══ Data for processing ══

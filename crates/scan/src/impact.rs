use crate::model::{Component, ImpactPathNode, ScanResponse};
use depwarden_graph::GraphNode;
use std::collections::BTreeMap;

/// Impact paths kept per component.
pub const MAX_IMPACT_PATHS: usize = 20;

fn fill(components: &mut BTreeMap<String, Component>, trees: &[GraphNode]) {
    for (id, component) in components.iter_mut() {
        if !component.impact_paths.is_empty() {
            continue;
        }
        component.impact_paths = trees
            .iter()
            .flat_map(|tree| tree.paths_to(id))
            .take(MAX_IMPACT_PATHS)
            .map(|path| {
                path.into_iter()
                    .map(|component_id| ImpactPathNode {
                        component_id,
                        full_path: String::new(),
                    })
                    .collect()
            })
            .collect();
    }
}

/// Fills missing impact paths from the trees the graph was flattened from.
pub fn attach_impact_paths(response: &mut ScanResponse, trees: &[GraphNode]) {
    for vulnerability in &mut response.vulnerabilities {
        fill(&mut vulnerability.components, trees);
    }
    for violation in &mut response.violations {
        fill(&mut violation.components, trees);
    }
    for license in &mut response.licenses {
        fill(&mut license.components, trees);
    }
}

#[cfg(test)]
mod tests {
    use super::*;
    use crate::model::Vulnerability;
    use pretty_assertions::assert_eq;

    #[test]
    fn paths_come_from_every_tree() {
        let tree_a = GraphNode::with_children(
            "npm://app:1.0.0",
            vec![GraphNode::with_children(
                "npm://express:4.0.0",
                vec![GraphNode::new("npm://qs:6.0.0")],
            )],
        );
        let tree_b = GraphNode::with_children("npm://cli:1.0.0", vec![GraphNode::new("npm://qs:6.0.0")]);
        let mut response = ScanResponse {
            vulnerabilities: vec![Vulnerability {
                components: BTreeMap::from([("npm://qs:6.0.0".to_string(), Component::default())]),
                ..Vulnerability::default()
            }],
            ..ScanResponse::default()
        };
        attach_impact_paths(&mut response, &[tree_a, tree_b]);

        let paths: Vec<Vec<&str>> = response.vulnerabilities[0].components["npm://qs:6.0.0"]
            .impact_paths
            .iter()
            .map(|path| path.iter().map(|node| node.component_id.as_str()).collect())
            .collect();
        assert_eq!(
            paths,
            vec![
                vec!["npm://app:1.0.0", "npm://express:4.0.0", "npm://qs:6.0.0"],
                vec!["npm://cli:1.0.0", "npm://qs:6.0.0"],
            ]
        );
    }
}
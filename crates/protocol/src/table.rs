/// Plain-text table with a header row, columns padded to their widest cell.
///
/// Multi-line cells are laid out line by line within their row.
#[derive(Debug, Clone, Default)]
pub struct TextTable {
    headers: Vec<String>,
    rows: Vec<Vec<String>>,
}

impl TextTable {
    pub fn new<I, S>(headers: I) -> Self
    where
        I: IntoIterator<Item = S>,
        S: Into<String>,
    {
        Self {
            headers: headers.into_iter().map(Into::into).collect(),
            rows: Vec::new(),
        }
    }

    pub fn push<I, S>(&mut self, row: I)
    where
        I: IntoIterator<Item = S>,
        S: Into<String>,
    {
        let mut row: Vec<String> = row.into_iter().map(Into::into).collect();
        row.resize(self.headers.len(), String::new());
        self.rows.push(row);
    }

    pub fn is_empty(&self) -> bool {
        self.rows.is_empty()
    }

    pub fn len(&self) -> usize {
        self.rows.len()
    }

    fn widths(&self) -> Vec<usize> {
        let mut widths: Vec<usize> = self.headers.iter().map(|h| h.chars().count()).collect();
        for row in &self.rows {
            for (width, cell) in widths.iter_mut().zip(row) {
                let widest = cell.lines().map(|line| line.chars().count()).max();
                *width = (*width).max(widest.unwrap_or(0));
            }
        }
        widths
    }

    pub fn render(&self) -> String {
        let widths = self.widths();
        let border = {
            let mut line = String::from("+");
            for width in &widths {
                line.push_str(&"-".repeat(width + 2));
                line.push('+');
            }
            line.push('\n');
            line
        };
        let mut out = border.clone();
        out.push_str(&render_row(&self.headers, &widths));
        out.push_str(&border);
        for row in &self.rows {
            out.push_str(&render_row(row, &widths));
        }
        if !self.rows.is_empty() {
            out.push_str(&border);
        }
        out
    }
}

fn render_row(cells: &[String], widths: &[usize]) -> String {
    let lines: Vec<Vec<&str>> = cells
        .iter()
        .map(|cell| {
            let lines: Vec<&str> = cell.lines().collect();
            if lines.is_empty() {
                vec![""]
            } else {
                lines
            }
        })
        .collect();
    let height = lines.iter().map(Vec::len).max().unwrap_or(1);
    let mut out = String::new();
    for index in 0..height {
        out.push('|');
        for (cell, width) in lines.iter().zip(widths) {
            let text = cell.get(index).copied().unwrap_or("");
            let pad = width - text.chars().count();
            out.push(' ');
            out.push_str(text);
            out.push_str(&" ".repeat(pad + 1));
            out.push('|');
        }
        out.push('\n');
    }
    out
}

═══

Task instructions:
What lines hold the string "usize"? Pick them out of the data.

Response area:
pub const MAX_IMPACT_PATHS: usize = 20;
    pub fn len(&self) -> usize {
    fn widths(&self) -> Vec<usize> {
        let mut widths: Vec<usize> = self.headers.iter().map(|h| h.chars().count()).collect();
fn render_row(cells: &[String], widths: &[usize]) -> String {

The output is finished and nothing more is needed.